▸ **WHAT THE TASK REQUIRES**
Reproduce the entries below exactly, but only from the line containing "repository 331bb56228eed383" to the line containing "the process environment.", inclusive.
*** Opening of DATA EXCERPTS ***
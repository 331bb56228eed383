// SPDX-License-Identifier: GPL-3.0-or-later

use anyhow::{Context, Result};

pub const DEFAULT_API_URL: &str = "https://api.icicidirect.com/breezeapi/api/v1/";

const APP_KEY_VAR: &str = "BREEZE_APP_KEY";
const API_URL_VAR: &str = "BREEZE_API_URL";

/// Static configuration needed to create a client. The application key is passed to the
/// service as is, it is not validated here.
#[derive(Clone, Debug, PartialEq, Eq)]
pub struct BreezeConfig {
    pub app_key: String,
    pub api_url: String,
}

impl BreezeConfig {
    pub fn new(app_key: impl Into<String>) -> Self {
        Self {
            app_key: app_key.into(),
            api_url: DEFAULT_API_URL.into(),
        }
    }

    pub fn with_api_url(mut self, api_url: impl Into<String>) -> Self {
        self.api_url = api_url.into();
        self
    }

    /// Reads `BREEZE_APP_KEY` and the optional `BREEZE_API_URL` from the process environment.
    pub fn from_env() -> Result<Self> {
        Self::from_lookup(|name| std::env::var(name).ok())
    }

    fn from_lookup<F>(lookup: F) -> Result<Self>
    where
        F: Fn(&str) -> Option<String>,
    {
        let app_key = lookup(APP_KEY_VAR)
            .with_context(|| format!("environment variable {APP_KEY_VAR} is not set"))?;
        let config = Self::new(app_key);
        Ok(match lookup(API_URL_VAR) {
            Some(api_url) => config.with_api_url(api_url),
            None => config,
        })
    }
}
*** Close of DATA EXCERPTS ***
*** Opening of DATA EXCERPTS ***
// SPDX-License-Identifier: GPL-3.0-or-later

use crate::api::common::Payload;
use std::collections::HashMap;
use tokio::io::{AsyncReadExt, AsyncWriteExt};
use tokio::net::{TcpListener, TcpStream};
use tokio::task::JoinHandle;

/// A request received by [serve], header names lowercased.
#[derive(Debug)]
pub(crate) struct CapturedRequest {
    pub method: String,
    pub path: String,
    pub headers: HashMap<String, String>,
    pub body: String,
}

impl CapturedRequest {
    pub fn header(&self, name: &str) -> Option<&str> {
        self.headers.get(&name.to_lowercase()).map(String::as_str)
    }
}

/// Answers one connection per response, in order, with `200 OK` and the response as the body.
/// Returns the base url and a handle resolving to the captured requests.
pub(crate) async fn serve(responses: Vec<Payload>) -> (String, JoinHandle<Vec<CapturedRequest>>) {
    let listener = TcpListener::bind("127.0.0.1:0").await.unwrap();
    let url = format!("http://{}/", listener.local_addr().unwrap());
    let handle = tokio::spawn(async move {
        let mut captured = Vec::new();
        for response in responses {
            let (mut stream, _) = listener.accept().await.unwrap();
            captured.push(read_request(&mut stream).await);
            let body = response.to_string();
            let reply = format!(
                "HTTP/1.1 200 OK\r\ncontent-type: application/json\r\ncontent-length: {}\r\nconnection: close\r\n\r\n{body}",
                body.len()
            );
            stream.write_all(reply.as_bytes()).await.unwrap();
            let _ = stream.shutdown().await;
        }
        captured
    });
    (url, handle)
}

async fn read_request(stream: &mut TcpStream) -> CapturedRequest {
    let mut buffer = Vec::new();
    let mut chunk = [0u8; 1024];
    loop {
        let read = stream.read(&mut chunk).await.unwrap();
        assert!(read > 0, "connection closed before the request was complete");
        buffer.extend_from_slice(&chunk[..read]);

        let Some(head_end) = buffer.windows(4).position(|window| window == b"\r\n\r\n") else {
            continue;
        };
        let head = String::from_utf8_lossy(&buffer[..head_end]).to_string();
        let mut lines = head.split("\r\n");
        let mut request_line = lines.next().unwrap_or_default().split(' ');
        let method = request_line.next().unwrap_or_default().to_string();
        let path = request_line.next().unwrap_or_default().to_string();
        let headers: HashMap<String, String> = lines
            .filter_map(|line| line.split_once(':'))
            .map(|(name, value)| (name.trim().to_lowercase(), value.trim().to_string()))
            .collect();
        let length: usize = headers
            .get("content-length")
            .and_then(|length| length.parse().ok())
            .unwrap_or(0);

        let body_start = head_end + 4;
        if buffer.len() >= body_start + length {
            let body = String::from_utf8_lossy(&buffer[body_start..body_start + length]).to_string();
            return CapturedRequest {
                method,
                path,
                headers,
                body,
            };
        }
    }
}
*** Close of DATA EXCERPTS ***
▸ **RESPONSE BOX**
repository 331bb56228eed383
// SPDX-License-Identifier: GPL-3.0-or-later

use anyhow::{Context, Result};

pub const DEFAULT_API_URL: &str = "https://api.icicidirect.com/breezeapi/api/v1/";

const APP_KEY_VAR: &str = "BREEZE_APP_KEY";
const API_URL_VAR: &str = "BREEZE_API_URL";

/// Static configuration needed to create a client. The application key is passed to the
/// service as is, it is not validated here.
#[derive(Clone, Debug, PartialEq, Eq)]
pub struct BreezeConfig {
    pub app_key: String,
    pub api_url: String,
}

impl BreezeConfig {
    pub fn new(app_key: impl Into<String>) -> Self {
        Self {
            app_key: app_key.into(),
            api_url: DEFAULT_API_URL.into(),
        }
    }

    pub fn with_api_url(mut self, api_url: impl Into<String>) -> Self {
        self.api_url = api_url.into();
        self
    }

    /// Reads `BREEZE_APP_KEY` and the optional `BREEZE_API_URL` from the process environment.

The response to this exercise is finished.